Enzymatic Cleavage of Diferuloyl Cross-Links in Corn Bran Arabinoxylan by Two Bacterial Feruloyl Esterases
Shang Lin, Jesper Brask, Line Munk, Jesper Holck, Kristian B. R. M. Krogh, Anne S. Meyer, Jane W. Agger, Casper Wilkens
Abstract
Corn bran is an abundant coprocessing stream of corn-starch processing, rich in highly substituted, diferuloyl-cross-linked glucurono-arabinoxylan. The diferuloyl cross-links make the glucurono-arabinoxylan recalcitrant to enzymatic conversion and constitute a hindrance for designing selective enzymatic upgrading of corn glucurono-arabinoxylan. Here, we show that two bacterial feruloyl esterases, wtsFae1A and wtsFae1B, each having a carbohydrate-binding module of family 48, are capable of cleaving the ester bonds of the cross-linkages and releasing 5-5′, 8-5′, 8-5′ benzofuran, and 8-O-4′ diferulate from soluble and insoluble corn bran glucurono-arabinoxylan. All four diferulic acids were released at similar efficiency, indicating nondiscriminatory enzymatic selectivity for the esterified dimer linkages, the only exception being that wtsFae1B had a surprisingly high propensity for releasing the dimers, especially 8-5′ benzofuran diferulate, indicating a potential, unique catalytic selectivity.
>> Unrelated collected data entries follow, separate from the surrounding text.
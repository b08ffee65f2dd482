//! Bulk JSON export and all-or-nothing import of the subscription collection.

use std::collections::HashSet;

use serde_json::Value;
use tracing::info;

use crate::errors::{Result, TrackerError};
use crate::subscription::Subscription;

pub const EXPORT_FILE_NAME: &str = "subscriptions.json";

/// Serializes the collection as a pretty-printed JSON array.
pub fn export_json(subscriptions: &[Subscription]) -> Result<String> {
    Ok(serde_json::to_string_pretty(subscriptions)?)
}

/// Parses an exported collection.
///
/// The payload must be a JSON array whose every element is a complete subscription record
/// with a unique, non-empty id. Anything else is rejected as a whole; nothing is returned
/// for partial application.
pub fn import_json(payload: &str) -> Result<Vec<Subscription>> {
    let value: Value = serde_json::from_str(payload)
        .map_err(|err| TrackerError::ImportRejected(format!("not valid JSON: {err}")))?;
    let Value::Array(items) = value else {
        return Err(TrackerError::ImportRejected(
            "expected a JSON array of subscriptions".into(),
        ));
    };

    let mut seen = HashSet::new();
    let mut subscriptions = Vec::with_capacity(items.len());
    for (index, item) in items.into_iter().enumerate() {
        if !item.get("price").is_some_and(Value::is_number) {
            return Err(TrackerError::ImportRejected(format!(
                "record {index}: price must be a number"
            )));
        }
        let sub: Subscription = serde_json::from_value(item)
            .map_err(|err| TrackerError::ImportRejected(format!("record {index}: {err}")))?;
        if sub.id.trim().is_empty() {
            return Err(TrackerError::ImportRejected(format!(
                "record {index}: empty id"
            )));
        }
        if !seen.insert(sub.id.clone()) {
            return Err(TrackerError::ImportRejected(format!(
                "record {index}: duplicate id `{}`",
                sub.id
            )));
        }
        subscriptions.push(sub);
    }

    info!(count = subscriptions.len(), "import payload accepted");
    Ok(subscriptions)
}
The data provide evidence of direct enzymatic release of diferulic acids from corn bran by newly discovered feruloyl esterases, i.e., a new enzyme activity. The findings yield new insight and create new opportunities for enzymatic opening of diferuloyl cross-linkages to pave the way for upgrading of recalcitrant arabinoxylans.